Classification systems are not fixed — they change as new evidence is discovered:
| Reason for change | Explanation |
|---|---|
| New species discovered | As expeditions explore new habitats, previously unknown species are found and need to be classified |
| DNA analysis | Comparing DNA sequences reveals that some species are more or less closely related than their physical appearance suggests |
| Reclassification | Organisms may be moved to different groups as understanding improves (e.g. fungi were once classified as plants) |
| Microscopy advances | Electron microscopy reveals structural differences not visible with light microscopes |
| Chemical analysis | Analysis of rRNA, proteins, and other molecules provides more accurate evolutionary information |
Extinction occurs when there are no remaining individuals of a species left alive anywhere on Earth. The species is permanently lost.
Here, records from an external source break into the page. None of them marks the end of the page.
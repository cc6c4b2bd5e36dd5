//! Core identifier and offset types shared across the engine.

/// Global vertex identifier.
pub type VertexId = u32;
/// Number of vertices.
pub type VertexCount = u32;
/// Out-degree of a single vertex.
pub type VertexDegree = u32;
/// Index into the (conceptually) global edge array, and edge offsets.
pub type EdgeIndex = u64;
/// Identifier of a block (a contiguous vertex range plus its out-edges).
pub type BlockId = u32;
/// Identifier of a sub-block within a block.
pub type SubBlockId = u32;

/// Placeholder block id used by control messages that do not name a block.
pub const INVALID_BLOCK_ID: BlockId = BlockId::MAX;

/// Ready-queue sentinel: all of the current block's reads have been issued
/// and completed, drain whatever residents remain.
pub const SUB_BLOCK_SENTINEL: SubBlockId = 0xFFFF_FFFF;

/// Bytes per stored edge (one destination vertex id).
pub const EDGE_BYTES: u64 = std::mem::size_of::<VertexId>() as u64;

/// Bytes per stored vertex degree in `index.bin`.
pub const DEGREE_BYTES: u64 = std::mem::size_of::<VertexDegree>() as u64;

/// Bytes per stored reduced offset in `index.bin`.
pub const OFFSET_BYTES: u64 = std::mem::size_of::<EdgeIndex>() as u64;
use std::path::PathBuf;

use crate::types::BlockId;

#[derive(Debug, thiserror::Error)]
pub enum Error {
    #[error("metadata: {0}")]
    Metadata(String),
    #[error("{}: {source}", path.display())]
    Io {
        path: PathBuf,
        source: std::io::Error,
    },
    #[error("edge buffer budget {budget} bytes cannot hold largest sub-block ({largest} bytes)")]
    BudgetTooSmall { budget: u64, largest: u64 },
    #[error("memory budget {budget} bytes cannot admit the largest block ({largest} bytes)")]
    MemoryBudgetTooSmall { budget: u64, largest: u64 },
    #[error("bad size suffix in {0:?} (expected e.g. 512M or 4G)")]
    BadSize(String),
    #[error("index data for block {block} has wrong length: {got}, expected {want}")]
    BadIndex { block: BlockId, got: usize, want: usize },
}

impl Error {
    pub(crate) fn io(path: impl Into<PathBuf>, source: std::io::Error) -> Self {
        Error::Io {
            path: path.into(),
            source,
        }
    }
}

pub type Result<T> = std::result::Result<T, Error>;

/// Logs and aborts the process. Worker threads use this for the I/O fatal
/// classes (failed open, negative completion, short read, write failure):
/// the engine is a batch system and partial progress has no value.
/// Invariant violations are `panic!`s, not process exits.
macro_rules! fatal {
    ($($arg:tt)*) => {{
        log::error!($($arg)*);
        std::process::exit(1)
    }};
}
pub(crate) use fatal;
const SESSION_COLUMNS: &str =
    "id, occurrence_id, task_id, started_at, ended_at, paused_total_secs, pause_started_at";

/// SQLite database for cadence.
///
/// Holds every persistent domain table; one open connection per process.
pub struct ScheduleDb {
    conn: Connection,
}
//! Schedulable-entity adapter.
//!
//! Tasks, habit occurrences and calendar events store their scheduled time
//! in three different native shapes. The conflict engine never looks at
//! those shapes directly: it works on [`TimeWindow`]s obtained through
//! [`ScheduleEntity`], which dispatches the per-kind logic exactly once.

use chrono::{DateTime, Duration, Utc};
use serde::{Deserialize, Serialize};

use super::event::CalendarEvent;
use super::habit::HabitOccurrence;
use super::task::Task;

/// Fixed block length assumed for a scheduled task, in minutes.
pub const TASK_BLOCK_MINUTES: i64 = 60;

/// A half-open time window `[start, end)` in wall-clock time.
#[derive(Debug, Clone, Copy, PartialEq, Eq, Serialize, Deserialize)]
pub struct TimeWindow {
    pub start: DateTime<Utc>,
    pub end: DateTime<Utc>,
}

impl TimeWindow {
    pub fn new(start: DateTime<Utc>, end: DateTime<Utc>) -> Self {
        Self { start, end }
    }

    pub fn duration(&self) -> Duration {
        self.end - self.start
    }

    pub fn duration_minutes(&self) -> i64 {
        self.duration().num_minutes()
    }

    /// Strict half-open overlap test. Windows that merely touch at an
    /// endpoint (back-to-back) do not overlap.
    pub fn overlaps(&self, other: &Self) -> bool {
        self.start < other.end && other.start < self.end
    }

    /// The same window moved to a new start, preserving its duration.
    pub fn shifted_to(&self, new_start: DateTime<Utc>) -> Self {
        Self {
            start: new_start,
            end: new_start + self.duration(),
        }
    }

    /// The window widened by `by` on both sides.
    pub fn padded(&self, by: Duration) -> Self {
        Self {
            start: self.start - by,
            end: self.end + by,
        }
    }
}

/// Kind tag of a schedulable entity.
#[derive(
    Debug, Clone, Copy, PartialEq, Eq, PartialOrd, Ord, Hash, Serialize, Deserialize,
)]
#[serde(rename_all = "snake_case")]
pub enum EntityKind {
    Task,
    HabitOccurrence,
    Event,
}

impl EntityKind {
    pub fn as_str(&self) -> &'static str {
        match self {
            Self::Task => "task",
            Self::HabitOccurrence => "habit_occurrence",
            Self::Event => "event",
        }
    }

    pub fn parse(s: &str) -> Option<Self> {
        match s {
            "task" => Some(Self::Task),
            "habit_occurrence" => Some(Self::HabitOccurrence),
            "event" => Some(Self::Event),
            _ => None,
        }
    }
}

impl std::fmt::Display for EntityKind {
    fn fmt(&self, f: &mut std::fmt::Formatter<'_>) -> std::fmt::Result {
        f.write_str(self.as_str())
    }
}

/// Weak (id, kind) reference to a schedulable entity. Never an ownership
/// relation: the referenced row may have been deleted since the reference
/// was taken.
#[derive(
    Debug, Clone, PartialEq, Eq, PartialOrd, Ord, Hash, Serialize, Deserialize,
)]
pub struct EntityRef {
    pub id: String,
    pub kind: EntityKind,
}

impl EntityRef {
    pub fn new(id: impl Into<String>, kind: EntityKind) -> Self {
        Self {
            id: id.into(),
            kind,
        }
    }

    pub fn task(id: impl Into<String>) -> Self {
        Self::new(id, EntityKind::Task)
    }

    pub fn occurrence(id: impl Into<String>) -> Self {
        Self::new(id, EntityKind::HabitOccurrence)
    }

    pub fn event(id: impl Into<String>) -> Self {
        Self::new(id, EntityKind::Event)
    }
}

impl std::fmt::Display for EntityRef {
    fn fmt(&self, f: &mut std::fmt::Formatter<'_>) -> std::fmt::Result {
        write!(f, "{} '{}'", self.kind, self.id)
    }
}

/// A resolved schedulable entity.
///
/// The conflict engine resolves an [`EntityRef`] into one of these and from
/// then on only uses `entity_ref()`, `window()` and `apply_window()`.
#[derive(Debug, Clone, Serialize, Deserialize)]
#[serde(tag = "kind", rename_all = "snake_case")]
pub enum ScheduleEntity {
    Task(Task),
    HabitOccurrence(HabitOccurrence),
    Event(CalendarEvent),
}

impl ScheduleEntity {
    pub fn kind(&self) -> EntityKind {
        match self {
            Self::Task(_) => EntityKind::Task,
            Self::HabitOccurrence(_) => EntityKind::HabitOccurrence,
            Self::Event(_) => EntityKind::Event,
        }
    }

    pub fn id(&self) -> &str {
        match self {
            Self::Task(t) => &t.id,
            Self::HabitOccurrence(o) => &o.id,
            Self::Event(e) => &e.id,
        }
    }

    pub fn entity_ref(&self) -> EntityRef {
        EntityRef::new(self.id(), self.kind())
    }

    /// The entity's occupied window, or `None` when it has no scheduled
    /// time (an unscheduled task).
    pub fn window(&self) -> Option<TimeWindow> {
        match self {
            Self::Task(t) => t.window(),
            Self::HabitOccurrence(o) => Some(o.window()),
            Self::Event(e) => Some(e.window()),
        }
    }

    /// Rewrite the entity's scheduled time from a window, following each
    /// kind's native representation: a task keeps only the start instant,
    /// an occurrence keeps the start/end times-of-day on its original date,
    /// an event stores both instants directly.
    pub fn apply_window(&mut self, window: &TimeWindow) {
        match self {
            Self::Task(t) => t.scheduled_at = Some(window.start),
            Self::HabitOccurrence(o) => {
                o.start_time = window.start.time();
                o.end_time = window.end.time();
            }
            Self::Event(e) => {
                e.start_time = window.start;
                e.end_time = window.end;
            }
        }
    }
}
| Cause | Explanation | Example |
|---|---|---|
| Environmental change | Climate change, habitat loss, or changes in conditions that a species cannot adapt to | Woolly mammoth (climate warming after Ice Age) |
| New predators | Introduction of a predator that a species has no defence against | Dodo hunted by introduced rats, cats, and pigs on Mauritius |
| New diseases | A new pathogen to which a species has no immunity | Red squirrel population decline due to squirrel pox carried by grey squirrels |
| Competition | A new species outcompetes the existing species for food, territory, or other resources | Grey squirrels outcompeting red squirrels in the UK |
| Catastrophic events | Volcanic eruptions, asteroid impacts, or other sudden events that rapidly change the environment | Dinosaurs (asteroid impact ~66 million years ago) |
| Habitat destruction | Deforestation, urbanisation, pollution, and drainage of wetlands destroy the places species live | Orangutan habitat loss due to palm oil plantations |
| Hunting and overexploitation | Humans hunting a species to extinction or harvesting it unsustainably | Passenger pigeon (hunted to extinction by 1914) |
A mass extinction is an event in which a large proportion of all species on Earth become extinct in a relatively short period of geological time. The most famous mass extinction events include:
| Event | When | Cause | Impact |
|---|---|---|---|
| End-Ordovician | ~443 million years ago | Ice age, sea level changes | ~85% of marine species lost |
| End-Permian ("The Great Dying") | ~252 million years ago | Volcanic activity, climate change | ~96% of all species lost |
| End-Cretaceous | ~66 million years ago | Asteroid impact, volcanic activity | ~76% of species lost, including all non-avian dinosaurs |
Scientists are concerned that human activity (habitat destruction, pollution, climate change) may be causing a sixth mass extinction today.